Frederick Douglass described his early life in an address titled, “My Slave Experience in Maryland, "in a speech delivered in New York City on May 6, 1845. The speech, which was reprinted in the National Antislavery Standard on May 22, 1845, appears below. Douglass had just completed his first autobiography called The Narrative of Frederick Douglass one week earlier. It is believe that this is the first time in public he divulged specific facts about his life as an enslaved person. Douglass was introduced to the audience by William Lloyd Garrison.

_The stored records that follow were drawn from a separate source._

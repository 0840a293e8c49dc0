use super::common::*;
use axum::extract::State;
use axum::http::{header, Request, StatusCode};
use serde_json::json;
use std::sync::Arc;
use tower::ServiceExt;

use crate::workflows::prequalification::eligibility::EligibilityConfig;
use crate::workflows::prequalification::router::{prequalification_router, submit_handler};
use crate::workflows::prequalification::service::{Clock, PrequalificationService};
use chrono::{DateTime, Utc};

struct BrokenClock;

impl Clock for BrokenClock {
    fn now(&self) -> DateTime<Utc> {
        panic!("clock source unavailable")
    }
}

fn post_json(body: impl Into<axum::body::Body>) -> Request<axum::body::Body> {
    Request::post("/api/v1/loans")
        .header(header::CONTENT_TYPE, "application/json")
        .body(body.into())
        .expect("request builds")
}

#[tokio::test]
async fn submit_route_returns_decision_json() {
    let (service, _) = build_service();
    let router = prequalification_router(Arc::new(service));

    let response = router
        .oneshot(post_json(
            serde_json::to_vec(&valid_request()).expect("serializes"),
        ))
        .await
        .expect("route executes");

    assert_eq!(response.status(), StatusCode::OK);
    let payload = read_json_body(response).await;
    assert_eq!(payload["applicationId"], "app-000001");
    assert_eq!(payload["eligible"], true);
    assert_eq!(payload["reason"], "Eligible under base rules");
    assert_eq!(payload["timestamp"], "2025-07-19T12:34:56Z");
}

#[tokio::test]
async fn submit_handler_returns_bad_request_for_validation_errors() {
    let (service, ids) = build_service();
    let mut request = valid_request();
    request.email = Some("invalid".to_string());

    let response = submit_handler(State(Arc::new(service)), Ok(axum::Json(request))).await;

    assert_eq!(response.status(), StatusCode::BAD_REQUEST);
    let payload = read_json_body(response).await;
    assert_eq!(
        payload,
        json!({
            "message": "Invalid request body",
            "reason": "Email must be a valid email address",
        })
    );
    assert_eq!(ids.issued(), 0);
}

#[tokio::test]
async fn empty_object_lists_all_missing_fields() {
    let (service, _) = build_service();
    let router = prequalification_router(Arc::new(service));

    let response = router
        .oneshot(post_json("{}"))
        .await
        .expect("route executes");

    assert_eq!(response.status(), StatusCode::BAD_REQUEST);
    let payload = read_json_body(response).await;
    assert_eq!(
        payload["reason"],
        "missing required fields: fullName, monthlyIncome, loanAmount, loanPurpose, age, phoneNumber, email"
    );
    assert!(payload.get("applicationId").is_none());
}

#[tokio::test]
async fn malformed_json_uses_the_same_envelope() {
    let (service, _) = build_service();
    let router = prequalification_router(Arc::new(service));

    let response = router
        .oneshot(post_json(r#"{"fullName": "John Doe", "age": "thirty"}"#))
        .await
        .expect("route executes");

    assert_eq!(response.status(), StatusCode::BAD_REQUEST);
    let payload = read_json_body(response).await;
    assert_eq!(payload["message"], "Invalid request body");
    assert!(!payload["reason"].as_str().unwrap_or_default().is_empty());
}

#[tokio::test]
async fn ineligible_decisions_are_ok_responses() {
    let (service, _) = build_service();
    let router = prequalification_router(Arc::new(service));
    let mut request = valid_request();
    request.age = Some(19.0);

    let response = router
        .oneshot(post_json(serde_json::to_vec(&request).expect("serializes")))
        .await
        .expect("route executes");

    assert_eq!(response.status(), StatusCode::OK);
    let payload = read_json_body(response).await;
    assert_eq!(payload["eligible"], false);
    assert_eq!(payload["reason"], "Age not in range (must be between 20-60)");
}

#[tokio::test]
async fn handler_faults_become_generic_internal_errors() {
    let ids = Arc::new(SequentialIds::default());
    let service = PrequalificationService::with_parts(
        EligibilityConfig::default(),
        ids.clone(),
        Arc::new(BrokenClock),
    );
    let router = prequalification_router(Arc::new(service));

    let response = router
        .oneshot(post_json(
            serde_json::to_vec(&valid_request()).expect("serializes"),
        ))
        .await
        .expect("route executes");

    assert_eq!(response.status(), StatusCode::INTERNAL_SERVER_ERROR);
    let payload = read_json_body(response).await;
    assert_eq!(payload, json!({ "error": "internal server error" }));
    assert_eq!(ids.issued(), 0);
}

Frederick Douglas[s] was next introduced to the audience, Mr. Garrison observing that he was one who, by the laws of the South, had been a chattel but who was now, by his own intrepid spirit and the laws of God, a man. He proceeded: I do not know that I can say anything to the point. My habits and early life have done much to unfit me for public speaking, and I fear that your patience has already been wearied by the lengthened remarks of other speakers, more eloquent than I can possibly be, and better prepared to command the attention of the audience. And I can scarcely hope to get your attention even for a longer period than fifteen minutes.
Before coming to this meeting, I had a sort of desire I don"t know but it was vanity to stand before a New York audience in the Tabernacle. But when I came in this morning, and looked at those massive pillars, and saw the vast throng which had assembled, I got a little frightened, and was afraid that I could not speak; but now that the audience is not so large and I have recovered from my fright, I will venture to say a word on Slavery.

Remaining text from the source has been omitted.